_REQUIRED WORK:_
Show every line from the data below that includes "bool".

- Opening Delimiter -

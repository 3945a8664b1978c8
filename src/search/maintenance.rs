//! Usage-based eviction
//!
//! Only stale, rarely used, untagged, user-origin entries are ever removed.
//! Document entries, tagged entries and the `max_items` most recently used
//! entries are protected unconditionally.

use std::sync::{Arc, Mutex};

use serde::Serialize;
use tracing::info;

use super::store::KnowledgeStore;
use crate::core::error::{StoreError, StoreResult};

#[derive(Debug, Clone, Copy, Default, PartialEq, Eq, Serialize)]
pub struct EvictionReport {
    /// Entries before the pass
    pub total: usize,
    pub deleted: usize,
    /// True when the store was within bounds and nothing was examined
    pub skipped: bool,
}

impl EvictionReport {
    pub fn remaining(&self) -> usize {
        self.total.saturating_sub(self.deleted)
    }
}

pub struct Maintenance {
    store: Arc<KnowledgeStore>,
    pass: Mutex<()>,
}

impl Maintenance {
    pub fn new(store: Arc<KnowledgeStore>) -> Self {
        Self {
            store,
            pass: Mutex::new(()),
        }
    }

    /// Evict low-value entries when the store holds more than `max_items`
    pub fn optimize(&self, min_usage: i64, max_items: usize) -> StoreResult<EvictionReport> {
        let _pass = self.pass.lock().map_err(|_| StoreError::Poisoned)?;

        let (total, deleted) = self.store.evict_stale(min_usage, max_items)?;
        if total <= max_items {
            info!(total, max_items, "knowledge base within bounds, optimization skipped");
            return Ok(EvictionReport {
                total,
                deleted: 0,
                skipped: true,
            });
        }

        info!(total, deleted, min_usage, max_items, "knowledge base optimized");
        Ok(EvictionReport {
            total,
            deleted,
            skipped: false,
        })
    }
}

- Closing Delimiter -
- Opening Delimiter -

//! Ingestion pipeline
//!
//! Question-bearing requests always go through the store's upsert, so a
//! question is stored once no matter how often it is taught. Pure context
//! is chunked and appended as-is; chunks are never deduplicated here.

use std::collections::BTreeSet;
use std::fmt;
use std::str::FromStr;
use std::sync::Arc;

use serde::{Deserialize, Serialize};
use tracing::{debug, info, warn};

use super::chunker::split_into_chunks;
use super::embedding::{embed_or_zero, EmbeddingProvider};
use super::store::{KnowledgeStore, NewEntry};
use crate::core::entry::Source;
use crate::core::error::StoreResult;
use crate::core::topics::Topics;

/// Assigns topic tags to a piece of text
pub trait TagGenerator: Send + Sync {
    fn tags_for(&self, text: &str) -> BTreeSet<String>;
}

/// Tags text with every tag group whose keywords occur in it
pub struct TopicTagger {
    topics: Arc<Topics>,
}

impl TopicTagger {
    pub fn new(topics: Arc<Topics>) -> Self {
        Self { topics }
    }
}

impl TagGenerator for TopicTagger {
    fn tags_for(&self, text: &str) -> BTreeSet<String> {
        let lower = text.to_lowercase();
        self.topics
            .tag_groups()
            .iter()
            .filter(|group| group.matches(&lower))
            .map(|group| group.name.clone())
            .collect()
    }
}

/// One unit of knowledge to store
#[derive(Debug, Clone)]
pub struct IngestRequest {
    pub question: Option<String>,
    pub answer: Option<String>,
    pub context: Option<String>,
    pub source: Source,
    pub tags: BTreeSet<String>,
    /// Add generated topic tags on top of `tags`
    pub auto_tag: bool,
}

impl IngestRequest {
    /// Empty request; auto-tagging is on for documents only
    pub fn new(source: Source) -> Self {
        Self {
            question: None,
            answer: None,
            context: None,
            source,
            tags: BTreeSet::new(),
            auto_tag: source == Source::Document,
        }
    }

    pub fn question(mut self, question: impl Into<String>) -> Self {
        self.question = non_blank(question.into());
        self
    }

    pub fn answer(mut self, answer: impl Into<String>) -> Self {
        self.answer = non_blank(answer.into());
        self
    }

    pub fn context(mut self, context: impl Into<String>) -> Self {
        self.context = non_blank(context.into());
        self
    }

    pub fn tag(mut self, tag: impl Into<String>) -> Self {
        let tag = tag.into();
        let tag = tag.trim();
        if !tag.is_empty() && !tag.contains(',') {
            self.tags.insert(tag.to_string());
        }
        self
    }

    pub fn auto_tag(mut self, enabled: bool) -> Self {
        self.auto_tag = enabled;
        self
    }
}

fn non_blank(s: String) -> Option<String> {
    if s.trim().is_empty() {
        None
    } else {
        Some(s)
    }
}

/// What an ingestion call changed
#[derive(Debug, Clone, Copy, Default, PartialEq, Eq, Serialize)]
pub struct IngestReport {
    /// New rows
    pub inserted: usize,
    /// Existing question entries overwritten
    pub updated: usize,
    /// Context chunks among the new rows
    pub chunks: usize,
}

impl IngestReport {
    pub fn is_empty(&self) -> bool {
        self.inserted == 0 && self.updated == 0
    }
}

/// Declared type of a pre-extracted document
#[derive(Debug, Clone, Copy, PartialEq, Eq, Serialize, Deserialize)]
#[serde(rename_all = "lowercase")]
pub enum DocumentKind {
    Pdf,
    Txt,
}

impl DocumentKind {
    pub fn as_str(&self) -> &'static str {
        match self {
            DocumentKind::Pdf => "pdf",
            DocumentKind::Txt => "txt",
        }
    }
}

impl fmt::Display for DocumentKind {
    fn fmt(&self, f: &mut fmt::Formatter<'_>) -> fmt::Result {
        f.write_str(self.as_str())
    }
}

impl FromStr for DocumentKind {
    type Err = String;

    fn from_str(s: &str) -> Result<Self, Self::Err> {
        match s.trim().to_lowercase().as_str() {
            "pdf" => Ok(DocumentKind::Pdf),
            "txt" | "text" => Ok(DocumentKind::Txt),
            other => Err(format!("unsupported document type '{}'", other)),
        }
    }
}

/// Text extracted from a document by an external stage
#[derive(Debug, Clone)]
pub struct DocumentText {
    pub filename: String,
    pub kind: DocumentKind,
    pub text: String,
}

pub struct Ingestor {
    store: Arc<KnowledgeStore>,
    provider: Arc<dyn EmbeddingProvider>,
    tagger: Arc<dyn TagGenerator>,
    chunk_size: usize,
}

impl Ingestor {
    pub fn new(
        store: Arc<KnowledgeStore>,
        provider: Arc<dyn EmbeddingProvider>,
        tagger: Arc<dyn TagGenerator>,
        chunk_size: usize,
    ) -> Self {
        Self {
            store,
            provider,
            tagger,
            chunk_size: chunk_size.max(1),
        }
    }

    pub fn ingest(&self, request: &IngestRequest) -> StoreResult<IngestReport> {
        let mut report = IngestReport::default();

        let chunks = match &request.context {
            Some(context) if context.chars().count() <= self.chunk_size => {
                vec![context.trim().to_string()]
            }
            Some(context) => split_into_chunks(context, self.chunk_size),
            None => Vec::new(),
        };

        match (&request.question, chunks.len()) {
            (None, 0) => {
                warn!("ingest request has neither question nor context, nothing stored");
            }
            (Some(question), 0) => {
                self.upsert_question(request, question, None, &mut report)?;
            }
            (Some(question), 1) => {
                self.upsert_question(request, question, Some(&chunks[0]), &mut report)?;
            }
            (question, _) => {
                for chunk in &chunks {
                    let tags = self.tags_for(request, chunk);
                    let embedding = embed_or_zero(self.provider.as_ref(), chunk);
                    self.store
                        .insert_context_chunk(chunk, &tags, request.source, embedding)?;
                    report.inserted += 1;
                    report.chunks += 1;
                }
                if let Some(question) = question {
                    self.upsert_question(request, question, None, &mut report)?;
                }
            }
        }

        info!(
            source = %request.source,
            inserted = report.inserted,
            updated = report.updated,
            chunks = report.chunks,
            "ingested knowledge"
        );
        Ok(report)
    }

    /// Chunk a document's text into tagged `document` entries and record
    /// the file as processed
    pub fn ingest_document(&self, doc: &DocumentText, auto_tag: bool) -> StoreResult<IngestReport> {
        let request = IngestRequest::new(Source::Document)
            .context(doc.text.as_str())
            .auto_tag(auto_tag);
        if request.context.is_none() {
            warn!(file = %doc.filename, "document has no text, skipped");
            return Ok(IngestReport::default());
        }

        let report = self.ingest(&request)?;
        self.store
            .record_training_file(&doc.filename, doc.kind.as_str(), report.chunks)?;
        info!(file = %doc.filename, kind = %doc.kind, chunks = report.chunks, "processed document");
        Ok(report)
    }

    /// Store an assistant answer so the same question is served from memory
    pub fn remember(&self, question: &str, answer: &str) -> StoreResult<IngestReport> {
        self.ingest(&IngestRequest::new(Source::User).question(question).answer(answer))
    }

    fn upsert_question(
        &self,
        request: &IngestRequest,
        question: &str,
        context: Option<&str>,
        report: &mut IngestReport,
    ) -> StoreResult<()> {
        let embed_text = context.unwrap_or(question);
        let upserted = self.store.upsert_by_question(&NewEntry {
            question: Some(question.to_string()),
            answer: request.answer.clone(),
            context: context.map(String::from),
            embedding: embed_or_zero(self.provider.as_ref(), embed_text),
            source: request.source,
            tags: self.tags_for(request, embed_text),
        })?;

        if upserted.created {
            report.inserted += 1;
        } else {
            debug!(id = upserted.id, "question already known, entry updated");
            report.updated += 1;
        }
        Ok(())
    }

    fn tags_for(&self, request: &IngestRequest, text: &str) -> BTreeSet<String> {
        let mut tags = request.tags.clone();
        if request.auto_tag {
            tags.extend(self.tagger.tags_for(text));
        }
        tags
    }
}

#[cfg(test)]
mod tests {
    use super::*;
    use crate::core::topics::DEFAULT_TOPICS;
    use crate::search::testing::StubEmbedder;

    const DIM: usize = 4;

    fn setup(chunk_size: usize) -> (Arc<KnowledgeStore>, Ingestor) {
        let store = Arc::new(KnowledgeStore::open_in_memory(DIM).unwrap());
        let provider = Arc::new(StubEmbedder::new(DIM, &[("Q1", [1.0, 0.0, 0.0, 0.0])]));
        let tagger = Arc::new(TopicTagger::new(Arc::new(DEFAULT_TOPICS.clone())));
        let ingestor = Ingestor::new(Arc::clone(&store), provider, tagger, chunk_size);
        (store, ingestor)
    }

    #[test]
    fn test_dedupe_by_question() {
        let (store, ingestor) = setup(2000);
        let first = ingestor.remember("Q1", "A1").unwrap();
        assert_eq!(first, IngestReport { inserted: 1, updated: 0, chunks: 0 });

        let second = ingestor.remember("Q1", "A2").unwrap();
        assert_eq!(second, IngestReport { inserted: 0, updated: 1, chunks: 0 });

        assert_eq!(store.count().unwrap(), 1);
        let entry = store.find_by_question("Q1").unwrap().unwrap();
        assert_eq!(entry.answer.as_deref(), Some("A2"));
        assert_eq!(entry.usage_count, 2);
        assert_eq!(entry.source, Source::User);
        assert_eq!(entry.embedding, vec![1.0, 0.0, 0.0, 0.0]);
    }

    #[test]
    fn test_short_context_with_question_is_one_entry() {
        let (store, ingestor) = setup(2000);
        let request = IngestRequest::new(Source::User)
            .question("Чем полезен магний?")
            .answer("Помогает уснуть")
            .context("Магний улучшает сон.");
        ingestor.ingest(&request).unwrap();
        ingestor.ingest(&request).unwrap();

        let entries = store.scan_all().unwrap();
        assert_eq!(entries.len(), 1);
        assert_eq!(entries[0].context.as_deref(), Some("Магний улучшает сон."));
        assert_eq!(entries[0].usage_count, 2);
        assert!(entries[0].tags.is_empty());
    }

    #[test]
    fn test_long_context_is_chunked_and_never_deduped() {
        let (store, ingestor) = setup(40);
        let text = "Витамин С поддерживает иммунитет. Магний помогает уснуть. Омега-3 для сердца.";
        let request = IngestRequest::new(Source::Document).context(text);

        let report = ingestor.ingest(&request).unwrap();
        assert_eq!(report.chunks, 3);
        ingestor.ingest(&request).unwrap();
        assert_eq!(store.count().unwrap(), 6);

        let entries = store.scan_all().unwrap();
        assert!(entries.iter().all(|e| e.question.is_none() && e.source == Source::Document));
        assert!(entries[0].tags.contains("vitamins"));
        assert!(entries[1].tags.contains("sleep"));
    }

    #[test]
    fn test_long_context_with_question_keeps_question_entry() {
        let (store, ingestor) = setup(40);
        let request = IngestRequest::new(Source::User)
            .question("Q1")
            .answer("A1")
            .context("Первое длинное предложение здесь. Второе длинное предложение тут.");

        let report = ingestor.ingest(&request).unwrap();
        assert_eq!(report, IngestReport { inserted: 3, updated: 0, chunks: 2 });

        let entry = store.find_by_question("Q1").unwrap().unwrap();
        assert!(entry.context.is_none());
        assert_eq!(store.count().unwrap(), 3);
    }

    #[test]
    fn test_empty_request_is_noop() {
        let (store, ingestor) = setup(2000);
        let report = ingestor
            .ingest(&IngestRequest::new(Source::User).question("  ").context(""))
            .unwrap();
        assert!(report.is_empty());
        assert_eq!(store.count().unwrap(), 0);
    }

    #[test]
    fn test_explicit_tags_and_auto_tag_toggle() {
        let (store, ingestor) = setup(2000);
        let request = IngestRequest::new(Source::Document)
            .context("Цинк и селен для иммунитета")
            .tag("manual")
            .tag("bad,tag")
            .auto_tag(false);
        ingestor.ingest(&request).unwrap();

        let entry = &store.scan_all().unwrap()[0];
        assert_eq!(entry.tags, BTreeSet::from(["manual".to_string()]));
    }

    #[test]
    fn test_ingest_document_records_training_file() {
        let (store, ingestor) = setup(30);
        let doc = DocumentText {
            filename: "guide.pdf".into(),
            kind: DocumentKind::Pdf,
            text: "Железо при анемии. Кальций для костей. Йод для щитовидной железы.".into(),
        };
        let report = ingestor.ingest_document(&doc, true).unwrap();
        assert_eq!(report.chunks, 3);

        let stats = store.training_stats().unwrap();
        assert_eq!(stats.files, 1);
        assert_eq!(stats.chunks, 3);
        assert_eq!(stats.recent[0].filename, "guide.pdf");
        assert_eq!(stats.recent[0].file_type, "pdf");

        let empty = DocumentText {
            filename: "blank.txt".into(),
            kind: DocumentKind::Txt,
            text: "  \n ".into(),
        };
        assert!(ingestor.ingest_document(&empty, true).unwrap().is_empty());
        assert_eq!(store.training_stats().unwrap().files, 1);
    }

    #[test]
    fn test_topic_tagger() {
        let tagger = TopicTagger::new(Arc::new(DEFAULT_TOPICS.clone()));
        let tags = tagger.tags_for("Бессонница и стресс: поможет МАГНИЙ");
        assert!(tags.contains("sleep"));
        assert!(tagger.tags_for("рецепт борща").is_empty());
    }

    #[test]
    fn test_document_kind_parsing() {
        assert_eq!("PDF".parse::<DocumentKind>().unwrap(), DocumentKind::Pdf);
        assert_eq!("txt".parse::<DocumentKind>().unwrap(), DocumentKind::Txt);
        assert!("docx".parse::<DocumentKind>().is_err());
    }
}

- Closing Delimiter -

_SOLVED EXERCISE:_
    pub skipped: bool,
    pub auto_tag: bool,
    pub fn auto_tag(mut self, enabled: bool) -> Self {
    pub fn is_empty(&self) -> bool {
    pub fn ingest_document(&self, doc: &DocumentText, auto_tag: bool) -> StoreResult<IngestReport> {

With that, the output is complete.